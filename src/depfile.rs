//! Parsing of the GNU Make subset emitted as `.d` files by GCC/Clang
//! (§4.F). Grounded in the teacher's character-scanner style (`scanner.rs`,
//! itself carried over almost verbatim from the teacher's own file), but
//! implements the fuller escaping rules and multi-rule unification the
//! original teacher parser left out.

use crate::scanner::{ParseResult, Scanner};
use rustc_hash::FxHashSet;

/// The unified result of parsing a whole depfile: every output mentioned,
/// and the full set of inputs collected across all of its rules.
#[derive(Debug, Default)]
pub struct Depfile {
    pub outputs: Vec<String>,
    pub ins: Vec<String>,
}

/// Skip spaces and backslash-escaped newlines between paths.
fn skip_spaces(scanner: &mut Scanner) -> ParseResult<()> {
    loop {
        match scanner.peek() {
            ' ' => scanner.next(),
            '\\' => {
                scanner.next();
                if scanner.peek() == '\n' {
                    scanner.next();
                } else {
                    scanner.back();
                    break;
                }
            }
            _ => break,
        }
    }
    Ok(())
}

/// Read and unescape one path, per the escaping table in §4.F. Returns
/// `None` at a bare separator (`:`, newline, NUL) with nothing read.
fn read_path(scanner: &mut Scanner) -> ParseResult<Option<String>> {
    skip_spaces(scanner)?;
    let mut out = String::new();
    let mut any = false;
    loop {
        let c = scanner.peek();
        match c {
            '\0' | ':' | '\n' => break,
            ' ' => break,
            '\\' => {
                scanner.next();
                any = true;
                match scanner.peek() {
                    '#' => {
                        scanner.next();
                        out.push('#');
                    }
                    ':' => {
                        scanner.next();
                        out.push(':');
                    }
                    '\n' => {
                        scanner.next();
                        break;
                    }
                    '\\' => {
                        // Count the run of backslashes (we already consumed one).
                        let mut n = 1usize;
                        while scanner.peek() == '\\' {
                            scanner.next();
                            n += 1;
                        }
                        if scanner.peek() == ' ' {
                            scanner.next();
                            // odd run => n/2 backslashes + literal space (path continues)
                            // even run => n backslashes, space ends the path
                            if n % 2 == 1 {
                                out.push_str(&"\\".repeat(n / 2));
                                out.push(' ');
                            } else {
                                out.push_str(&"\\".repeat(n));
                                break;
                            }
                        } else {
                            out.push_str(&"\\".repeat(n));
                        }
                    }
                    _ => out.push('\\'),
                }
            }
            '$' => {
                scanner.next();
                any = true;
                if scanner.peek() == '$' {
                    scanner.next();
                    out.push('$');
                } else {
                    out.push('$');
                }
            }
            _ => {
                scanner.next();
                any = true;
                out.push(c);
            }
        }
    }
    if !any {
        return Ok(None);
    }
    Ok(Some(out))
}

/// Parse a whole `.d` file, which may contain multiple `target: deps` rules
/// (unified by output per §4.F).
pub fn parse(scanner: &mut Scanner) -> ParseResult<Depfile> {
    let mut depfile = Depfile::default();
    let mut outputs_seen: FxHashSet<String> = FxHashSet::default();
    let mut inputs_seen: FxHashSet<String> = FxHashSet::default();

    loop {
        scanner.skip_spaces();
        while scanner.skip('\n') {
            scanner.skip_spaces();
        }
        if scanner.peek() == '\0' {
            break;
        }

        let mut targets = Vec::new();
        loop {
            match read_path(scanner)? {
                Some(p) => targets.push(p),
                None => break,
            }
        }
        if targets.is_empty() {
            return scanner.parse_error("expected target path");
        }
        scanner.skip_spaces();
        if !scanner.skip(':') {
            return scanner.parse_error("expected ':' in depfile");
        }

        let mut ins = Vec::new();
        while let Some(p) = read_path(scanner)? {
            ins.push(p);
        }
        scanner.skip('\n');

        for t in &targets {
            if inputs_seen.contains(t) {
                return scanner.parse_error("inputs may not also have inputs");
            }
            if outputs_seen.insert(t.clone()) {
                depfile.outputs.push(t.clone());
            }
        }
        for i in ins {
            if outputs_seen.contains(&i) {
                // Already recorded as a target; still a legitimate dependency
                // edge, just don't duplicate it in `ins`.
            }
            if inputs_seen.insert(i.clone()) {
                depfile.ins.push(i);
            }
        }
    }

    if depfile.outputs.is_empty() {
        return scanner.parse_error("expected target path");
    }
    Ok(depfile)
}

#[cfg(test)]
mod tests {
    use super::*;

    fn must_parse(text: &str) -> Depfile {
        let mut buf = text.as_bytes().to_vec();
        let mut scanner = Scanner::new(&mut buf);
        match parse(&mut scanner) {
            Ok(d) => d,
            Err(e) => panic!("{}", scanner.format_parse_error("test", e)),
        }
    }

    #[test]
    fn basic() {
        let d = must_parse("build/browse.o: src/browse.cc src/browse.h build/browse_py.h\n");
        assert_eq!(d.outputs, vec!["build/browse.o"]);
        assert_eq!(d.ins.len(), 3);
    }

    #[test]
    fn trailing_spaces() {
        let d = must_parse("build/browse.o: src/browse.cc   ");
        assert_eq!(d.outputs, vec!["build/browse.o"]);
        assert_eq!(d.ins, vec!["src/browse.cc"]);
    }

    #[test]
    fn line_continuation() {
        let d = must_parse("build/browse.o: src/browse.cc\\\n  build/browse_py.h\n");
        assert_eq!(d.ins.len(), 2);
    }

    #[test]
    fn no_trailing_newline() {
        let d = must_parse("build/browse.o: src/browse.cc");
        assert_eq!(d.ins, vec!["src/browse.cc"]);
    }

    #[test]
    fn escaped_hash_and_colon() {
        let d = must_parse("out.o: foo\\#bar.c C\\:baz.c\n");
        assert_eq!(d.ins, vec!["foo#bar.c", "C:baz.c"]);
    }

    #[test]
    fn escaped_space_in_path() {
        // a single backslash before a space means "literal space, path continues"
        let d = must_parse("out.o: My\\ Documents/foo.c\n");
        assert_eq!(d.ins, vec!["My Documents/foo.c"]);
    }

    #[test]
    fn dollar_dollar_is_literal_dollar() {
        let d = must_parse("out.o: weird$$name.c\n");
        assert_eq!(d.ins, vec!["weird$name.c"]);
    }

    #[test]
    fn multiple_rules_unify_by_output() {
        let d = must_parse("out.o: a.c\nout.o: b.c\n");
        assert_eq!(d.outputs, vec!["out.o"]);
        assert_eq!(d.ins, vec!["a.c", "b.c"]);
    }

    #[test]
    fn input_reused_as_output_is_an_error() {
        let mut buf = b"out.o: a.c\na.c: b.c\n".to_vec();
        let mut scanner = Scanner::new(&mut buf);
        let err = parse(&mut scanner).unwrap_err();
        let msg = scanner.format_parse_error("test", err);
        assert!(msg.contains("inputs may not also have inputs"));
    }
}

+---+

**TASK:** Could you repeat every record word for word?

**TASK OUTPUT:**
filename src/depfile.rs
//! Parsing of the GNU Make subset emitted as `.d` files by GCC/Clang
//! (§4.F). Grounded in the teacher's character-scanner style (`scanner.rs`,
//! itself carried over almost verbatim from the teacher's own file), but
//! implements the fuller escaping rules and multi-rule unification the
//! original teacher parser left out.

use crate::scanner::{ParseResult, Scanner};
use rustc_hash::FxHashSet;

/// The unified result of parsing a whole depfile: every output mentioned,
/// and the full set of inputs collected across all of its rules.
#[derive(Debug, Default)]
pub struct Depfile {
    pub outputs: Vec<String>,
    pub ins: Vec<String>,
}

/// Skip spaces and backslash-escaped newlines between paths.
fn skip_spaces(scanner: &mut Scanner) -> ParseResult<()> {
    loop {
        match scanner.peek() {
            ' ' => scanner.next(),
            '\\' => {
                scanner.next();
                if scanner.peek() == '\n' {
                    scanner.next();
                } else {
                    scanner.back();
                    break;
                }
            }
            _ => break,
        }
    }
    Ok(())
}

/// Read and unescape one path, per the escaping table in §4.F. Returns
/// `None` at a bare separator (`:`, newline, NUL) with nothing read.
fn read_path(scanner: &mut Scanner) -> ParseResult<Option<String>> {
    skip_spaces(scanner)?;
    let mut out = String::new();
    let mut any = false;
    loop {
        let c = scanner.peek();
        match c {
            '\0' | ':' | '\n' => break,
            ' ' => break,
            '\\' => {
                scanner.next();
                any = true;
                match scanner.peek() {
                    '#' => {
                        scanner.next();
                        out.push('#');
                    }
                    ':' => {
                        scanner.next();
                        out.push(':');
                    }
                    '\n' => {
                        scanner.next();
                        break;
                    }
                    '\\' => {
                        // Count the run of backslashes (we already consumed one).
                        let mut n = 1usize;
                        while scanner.peek() == '\\' {
                            scanner.next();
                            n += 1;
                        }
                        if scanner.peek() == ' ' {
                            scanner.next();
                            // odd run => n/2 backslashes + literal space (path continues)
                            // even run => n backslashes, space ends the path
                            if n % 2 == 1 {
                                out.push_str(&"\\".repeat(n / 2));
                                out.push(' ');
                            } else {
                                out.push_str(&"\\".repeat(n));
                                break;
                            }
                        } else {
                            out.push_str(&"\\".repeat(n));
                        }
                    }
                    _ => out.push('\\'),
                }
            }
            '$' => {
                scanner.next();
                any = true;
                if scanner.peek() == '$' {
                    scanner.next();
                    out.push('$');
                } else {
                    out.push('$');
                }
            }
            _ => {
                scanner.next();
                any = true;
                out.push(c);
            }
        }
    }
    if !any {
        return Ok(None);
    }
    Ok(Some(out))
}

/// Parse a whole `.d` file, which may contain multiple `target: deps` rules
/// (unified by output per §4.F).
pub fn parse(scanner: &mut Scanner) -> ParseResult<Depfile> {
    let mut depfile = Depfile::default();
    let mut outputs_seen: FxHashSet<String> = FxHashSet::default();
    let mut inputs_seen: FxHashSet<String> = FxHashSet::default();

    loop {
        scanner.skip_spaces();
        while scanner.skip('\n') {
            scanner.skip_spaces();
        }
        if scanner.peek() == '\0' {
            break;
        }

        let mut targets = Vec::new();
        loop {
            match read_path(scanner)? {
                Some(p) => targets.push(p),
                None => break,
            }
        }
        if targets.is_empty() {
            return scanner.parse_error("expected target path");
        }
        scanner.skip_spaces();
        if !scanner.skip(':') {
            return scanner.parse_error("expected ':' in depfile");
        }

        let mut ins = Vec::new();
        while let Some(p) = read_path(scanner)? {
            ins.push(p);
        }
        scanner.skip('\n');

        for t in &targets {
            if inputs_seen.contains(t) {
                return scanner.parse_error("inputs may not also have inputs");
            }
            if outputs_seen.insert(t.clone()) {
                depfile.outputs.push(t.clone());
            }
        }
        for i in ins {
            if outputs_seen.contains(&i) {
                // Already recorded as a target; still a legitimate dependency
                // edge, just don't duplicate it in `ins`.
            }
            if inputs_seen.insert(i.clone()) {
                depfile.ins.push(i);
            }
        }
    }

    if depfile.outputs.is_empty() {
        return scanner.parse_error("expected target path");
    }
    Ok(depfile)
}

#[cfg(test)]
mod tests {
    use super::*;

    fn must_parse(text: &str) -> Depfile {
        let mut buf = text.as_bytes().to_vec();
        let mut scanner = Scanner::new(&mut buf);
        match parse(&mut scanner) {
            Ok(d) => d,
            Err(e) => panic!("{}", scanner.format_parse_error("test", e)),
        }
    }

    #[test]
    fn basic() {
        let d = must_parse("build/browse.o: src/browse.cc src/browse.h build/browse_py.h\n");
        assert_eq!(d.outputs, vec!["build/browse.o"]);
        assert_eq!(d.ins.len(), 3);
    }

    #[test]
    fn trailing_spaces() {
        let d = must_parse("build/browse.o: src/browse.cc   ");
        assert_eq!(d.outputs, vec!["build/browse.o"]);
        assert_eq!(d.ins, vec!["src/browse.cc"]);
    }

    #[test]
    fn line_continuation() {
        let d = must_parse("build/browse.o: src/browse.cc\\\n  build/browse_py.h\n");
        assert_eq!(d.ins.len(), 2);
    }

    #[test]
    fn no_trailing_newline() {
        let d = must_parse("build/browse.o: src/browse.cc");
        assert_eq!(d.ins, vec!["src/browse.cc"]);
    }

    #[test]
    fn escaped_hash_and_colon() {
        let d = must_parse("out.o: foo\\#bar.c C\\:baz.c\n");
        assert_eq!(d.ins, vec!["foo#bar.c", "C:baz.c"]);
    }

    #[test]
    fn escaped_space_in_path() {
        // a single backslash before a space means "literal space, path continues"
        let d = must_parse("out.o: My\\ Documents/foo.c\n");
        assert_eq!(d.ins, vec!["My Documents/foo.c"]);
    }

    #[test]
    fn dollar_dollar_is_literal_dollar() {
        let d = must_parse("out.o: weird$$name.c\n");
        assert_eq!(d.ins, vec!["weird$name.c"]);
    }

    #[test]
    fn multiple_rules_unify_by_output() {
        let d = must_parse("out.o: a.c\nout.o: b.c\n");
        assert_eq!(d.outputs, vec!["out.o"]);
        assert_eq!(d.ins, vec!["a.c", "b.c"]);
    }

    #[test]
    fn input_reused_as_output_is_an_error() {
        let mut buf = b"out.o: a.c\na.c: b.c\n".to_vec();
        let mut scanner = Scanner::new(&mut buf);
        let err = parse(&mut scanner).unwrap_err();
        let msg = scanner.format_parse_error("test", err);
        assert!(msg.contains("inputs may not also have inputs"));
    }
}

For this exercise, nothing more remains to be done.